In contrast with our previous findings in healthy women,3
rectal sensitivity at the time of menses was significantly increased with respect to all other phases of the menstrual cycle in females with IBS. This increase in rectal sensitivity did not correlate with the severity of any of the IBS symptoms. It has been shown that IBS patients can have altered visceral sensitivity throughout the gastrointestinal tract14,21,22
and it is therefore possible that menses was associated with changes in sensitivity elsewhere in the gut which may be more closely correlated with IBS symptomatology. Furthermore, the increase in rectal sensitivity seen at menses does not appear to be related to changes in rectal compliance (change in dV/dP configuration or slope of curve) or wall tension (change in Cstat
without change in Cdyn
Previous studies have suggested that hard stools during the luteal phase of the menstrual cycle may be partly attributed to high levels of progesterone and oestradiol at that time,2,4
and that diarrhoea reported at menses is related to prostaglandin production,23
possibly by inhibiting transepithelial ion transport in the small intestine.24
As an acute episode of diarrhoea induced by ingestion of an osmotic laxative is associated with an increase in rectal sensitivity in women (but not men),25
and IBS patients seem to be more susceptible to sensitising events,14–18
this may be the mechanism of the increased rectal sensitivity seen in IBS patients at menses. Alternatively, prostaglandins have been shown to induce afferent nerve sensitisation,26,27
and as the gut of IBS patients may already be hypersensitive, prostaglandin release may be enough to trigger a further increase in this sensitivity. Another possibility is that we are detecting changes in vigilance during the menstrual cycle. We believe that this is unlikely as previous studies have shown that exacerbation of gastrointestinal symptoms at menses is not related to changes in psychopathology.9,10
This is also supported by our observations that neither anxiety nor depression changed with the menstrual cycle.

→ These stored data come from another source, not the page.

//! Candidate gathering
//!
//! Collects the raw candidate pool for a prompt from the catalog collaborators:
//! 1. Build search queries from the intent (genre with decade filter, moods,
//!    listening contexts, or the prompt itself)
//! 2. Run the searches concurrently
//! 3. Resolve comparison artists (config cache first) and add their top tracks
//! 4. Drop repeated ids and attach audio features in batches
//!
//! Collaborator failures degrade the pool rather than failing the run, unless
//! nothing at all could be fetched.

use crate::error::{CurationError, CurationNotice, ProviderError, Result};
use crate::models::{Intent, Track};
use crate::services::providers::{
    ArtistCatalogProvider, AudioFeatureProvider, ConfigStore, TrackSearchProvider,
};
use futures::future::join_all;
use std::collections::HashSet;
use std::sync::Arc;
use tracing::{debug, info, warn};

const MAX_GENRE_QUERIES: usize = 3;
const MAX_MOOD_QUERIES: usize = 2;

/// Search phrases for listening contexts that make poor raw queries.
const CONTEXT_QUERIES: &[(&str, &str)] = &[
    ("workout", "workout energy"),
    ("focus", "focus instrumental"),
    ("sleep", "sleep ambient"),
    ("party", "party dance hits"),
    ("road trip", "road trip classics"),
    ("dinner", "dinner jazz"),
    ("coffee shop", "acoustic chill"),
    ("morning", "morning feel good"),
];

#[derive(Debug, Clone, Default)]
pub struct GatheredCandidates {
    pub tracks: Vec<Track>,
    pub notices: Vec<CurationNotice>,
}

pub struct CandidateGatherer {
    search: Arc<dyn TrackSearchProvider>,
    artists: Arc<dyn ArtistCatalogProvider>,
    features: Arc<dyn AudioFeatureProvider>,
    config: Arc<dyn ConfigStore>,
    search_limit: usize,
}

impl CandidateGatherer {
    pub fn new(
        search: Arc<dyn TrackSearchProvider>,
        artists: Arc<dyn ArtistCatalogProvider>,
        features: Arc<dyn AudioFeatureProvider>,
        config: Arc<dyn ConfigStore>,
        search_limit: usize,
    ) -> Self {
        Self {
            search,
            artists,
            features,
            config,
            search_limit,
        }
    }

    /// Catalog queries for an intent. Never empty: falls back to the prompt.
    pub fn build_queries(intent: &Intent, prompt: &str) -> Vec<String> {
        let mut queries = Vec::new();

        let year_filter = intent.decades.iter().next().and_then(|decade| {
            let start: u32 = decade.get(..4)?.parse().ok()?;
            Some(format!(" year:{}-{}", start, start + 9))
        });

        for genre in intent.genres.iter().take(MAX_GENRE_QUERIES) {
            queries.push(format!(
                "genre:{}{}",
                genre,
                year_filter.as_deref().unwrap_or_default()
            ));
        }

        for mood in intent.moods.iter().take(MAX_MOOD_QUERIES) {
            let query = CONTEXT_QUERIES
                .iter()
                .find(|(context, _)| *context == mood.name)
                .map(|(_, query)| query.to_string())
                .unwrap_or_else(|| mood.name.clone());
            if !queries.contains(&query) {
                queries.push(query);
            }
        }

        if queries.is_empty() {
            let trimmed = prompt.trim();
            if !trimmed.is_empty() {
                queries.push(trimmed.to_string());
            }
        }

        queries
    }

    pub async fn gather(&self, intent: &Intent, prompt: &str) -> Result<GatheredCandidates> {
        let mut gathered = GatheredCandidates::default();
        let queries = Self::build_queries(intent, prompt);
        info!("Gathering candidates with {} queries", queries.len());

        // Step 1: searches, concurrently
        let results = join_all(
            queries
                .iter()
                .map(|query| self.search.search(query, self.search_limit)),
        )
        .await;

        let mut pool: Vec<Track> = Vec::new();
        let mut first_error: Option<ProviderError> = None;
        let mut failed = 0;
        for (query, result) in queries.iter().zip(results) {
            match result {
                Ok(tracks) => {
                    debug!("Query '{}' returned {} tracks", query, tracks.len());
                    pool.extend(tracks);
                }
                Err(e) => {
                    warn!("Search '{}' failed: {}", query, e);
                    failed += 1;
                    first_error.get_or_insert(e);
                }
            }
        }

        // Step 2: comparison artists
        for name in &intent.comparisons {
            match self.artist_top_tracks(name).await {
                Ok(tracks) => {
                    debug!("Added {} top tracks for '{}'", tracks.len(), name);
                    pool.extend(tracks);
                }
                Err(e) => {
                    warn!("Could not resolve artist '{}': {}", name, e);
                    gathered.notices.push(CurationNotice::ArtistUnresolved { name: name.clone() });
                }
            }
        }

        if pool.is_empty() && failed > 0 && failed == queries.len() {
            if let Some(e) = first_error {
                return Err(CurationError::Provider(e));
            }
        }

        // Step 3: unique ids, first occurrence wins
        let mut seen = HashSet::new();
        pool.retain(|track| seen.insert(track.id.clone()));

        // Step 4: audio features
        self.attach_features(&mut pool).await;

        info!("Gathered {} unique candidates", pool.len());
        gathered.tracks = pool;
        Ok(gathered)
    }

    async fn artist_top_tracks(&self, name: &str) -> std::result::Result<Vec<Track>, ProviderError> {
        let artist_id = match self.config.cached_artist_id(name) {
            Some(id) => id,
            None => self.artists.resolve_artist_id(name).await?,
        };
        self.artists.top_tracks(&artist_id).await
    }

    async fn attach_features(&self, pool: &mut [Track]) {
        let wanted: Vec<String> = pool
            .iter()
            .filter(|t| t.features.is_none())
            .map(|t| t.id.clone())
            .collect();
        if wanted.is_empty() {
            return;
        }

        let batch_size = self.features.max_batch().max(1);
        let mut found = std::collections::HashMap::new();
        for batch in wanted.chunks(batch_size) {
            match self.features.features(batch).await {
                Ok(features) => found.extend(features),
                Err(ProviderError::PermissionDenied) => {
                    warn!("Audio features access denied, continuing without them");
                    break;
                }
                Err(e) => warn!("Audio feature batch of {} failed: {}", batch.len(), e),
            }
        }

        for track in pool.iter_mut() {
            if track.features.is_none() {
                track.features = found.get(&track.id).copied();
            }
        }
        debug!("Attached audio features to {} of {} tracks", found.len(), wanted.len());
    }
}

#[cfg(test)]
mod tests {
    use super::*;
    use crate::models::{AudioFeatures, EmotionClass, MoodEntry};
    use crate::services::providers::{ProviderResult, StaticConfigStore};
    use async_trait::async_trait;
    use std::collections::HashMap;
    use std::sync::Mutex;

    struct FakeSearch {
        calls: Mutex<Vec<String>>,
        fail: bool,
    }

    #[async_trait]
    impl TrackSearchProvider for FakeSearch {
        async fn search(&self, query: &str, _limit: usize) -> ProviderResult<Vec<Track>> {
            self.calls.lock().unwrap().push(query.to_string());
            if self.fail {
                return Err(ProviderError::Unavailable("offline".to_string()));
            }
            Ok(vec![
                Track::new("shared", "Shared Hit", vec!["X".into()], 200_000, 80),
                Track::new(format!("{}-1", query), "Song", vec!["Y".into()], 200_000, 40),
            ])
        }
    }

    struct FakeArtists;

    #[async_trait]
    impl ArtistCatalogProvider for FakeArtists {
        async fn resolve_artist_id(&self, name: &str) -> ProviderResult<String> {
            match name {
                "Leftfield" => Ok("leftfield-id".to_string()),
                _ => Err(ProviderError::NotFound(name.to_string())),
            }
        }

        async fn top_tracks(&self, artist_id: &str) -> ProviderResult<Vec<Track>> {
            Ok(vec![Track::new(
                format!("{}-top", artist_id),
                "Top",
                vec![artist_id.to_string()],
                300_000,
                70,
            )])
        }
    }

    struct FakeFeatures {
        deny: bool,
        batches: Mutex<Vec<usize>>,
    }

    #[async_trait]
    impl AudioFeatureProvider for FakeFeatures {
        async fn features(&self, track_ids: &[String]) -> ProviderResult<HashMap<String, AudioFeatures>> {
            self.batches.lock().unwrap().push(track_ids.len());
            if self.deny {
                return Err(ProviderError::PermissionDenied);
            }
            Ok(track_ids
                .iter()
                .map(|id| {
                    (
                        id.clone(),
                        AudioFeatures {
                            energy: 0.5,
                            valence: 0.5,
                            tempo: 120.0,
                            danceability: 0.5,
                        },
                    )
                })
                .collect())
        }

        fn max_batch(&self) -> usize {
            2
        }
    }

    fn gatherer(fail_search: bool, deny_features: bool) -> (CandidateGatherer, Arc<FakeFeatures>) {
        let features = Arc::new(FakeFeatures {
            deny: deny_features,
            batches: Mutex::new(Vec::new()),
        });
        let config = StaticConfigStore::default().with_artist_id("Massive Attack", "ma-id");
        let gatherer = CandidateGatherer::new(
            Arc::new(FakeSearch {
                calls: Mutex::new(Vec::new()),
                fail: fail_search,
            }),
            Arc::new(FakeArtists),
            features.clone(),
            Arc::new(config),
            50,
        );
        (gatherer, features)
    }

    fn mood(name: &str) -> MoodEntry {
        MoodEntry {
            name: name.to_string(),
            class: EmotionClass::Positive,
            intensity: None,
            target_valence: 0.5,
            target_energy: 0.5,
            tempo: None,
            danceability: None,
        }
    }

    #[test]
    fn test_build_queries() {
        let mut intent = Intent::default();
        intent.genres.insert("funk".to_string());
        intent.genres.insert("electronic".to_string());
        intent.decades.insert("1990s".to_string());
        intent.moods.push(mood("workout"));
        intent.moods.push(mood("happy"));

        let queries = CandidateGatherer::build_queries(&intent, "ignored");
        assert_eq!(
            queries,
            vec![
                "genre:electronic year:1990-1999",
                "genre:funk year:1990-1999",
                "workout energy",
                "happy",
            ]
        );
    }

    #[test]
    fn test_build_queries_falls_back_to_prompt() {
        let queries = CandidateGatherer::build_queries(&Intent::default(), "  asdf qwerty ");
        assert_eq!(queries, vec!["asdf qwerty"]);
    }

    #[tokio::test]
    async fn test_gather_dedupes_and_attaches_features() {
        let (gatherer, features) = gatherer(false, false);
        let mut intent = Intent::default();
        intent.genres.insert("funk".to_string());
        intent.moods.push(mood("happy"));
        intent.comparisons.insert("Massive Attack".to_string());
        intent.comparisons.insert("Leftfield".to_string());
        intent.comparisons.insert("Nobody Special".to_string());

        let gathered = gatherer.gather(&intent, "prompt").await.unwrap();

        let ids: Vec<&str> = gathered.tracks.iter().map(|t| t.id.as_str()).collect();
        assert_eq!(
            ids,
            vec!["shared", "genre:funk-1", "happy-1", "leftfield-id-top", "ma-id-top"]
        );
        assert!(gathered.tracks.iter().all(|t| t.features.is_some()));
        assert_eq!(*features.batches.lock().unwrap(), vec![2, 2, 1]);
        assert_eq!(
            gathered.notices,
            vec![CurationNotice::ArtistUnresolved {
                name: "Nobody Special".to_string()
            }]
        );
    }

    #[tokio::test]
    async fn test_permission_denied_leaves_features_absent() {
        let (gatherer, features) = gatherer(false, true);
        let mut intent = Intent::default();
        intent.genres.insert("jazz".to_string());

        let gathered = gatherer.gather(&intent, "jazz").await.unwrap();

        assert_eq!(gathered.tracks.len(), 2);
        assert!(gathered.tracks.iter().all(|t| t.features.is_none()));
        assert_eq!(features.batches.lock().unwrap().len(), 1);
    }

    #[tokio::test]
    async fn test_total_search_failure_is_an_error() {
        let (gatherer, _) = gatherer(true, false);
        let result = gatherer.gather(&Intent::default(), "anything").await;
        assert!(matches!(
            result,
            Err(CurationError::Provider(ProviderError::Unavailable(_)))
        ));
    }
}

Finally, no explicit statistical adjustments were made for the multiple comparisons performed in these studies but the relatively high proportion of significant results obtained probably excludes the possibility that these were obtained by chance. Furthermore, the use of a more conservative alpha level of 0.01 would not materially affect the results.
In conclusion, women with IBS appear to be predisposed to fluctuations in visceral sensitivity associated with the menstrual cycle. Understanding the pathogenesis behind these changes should help to unravel some of the mechanisms of visceral sensitisation.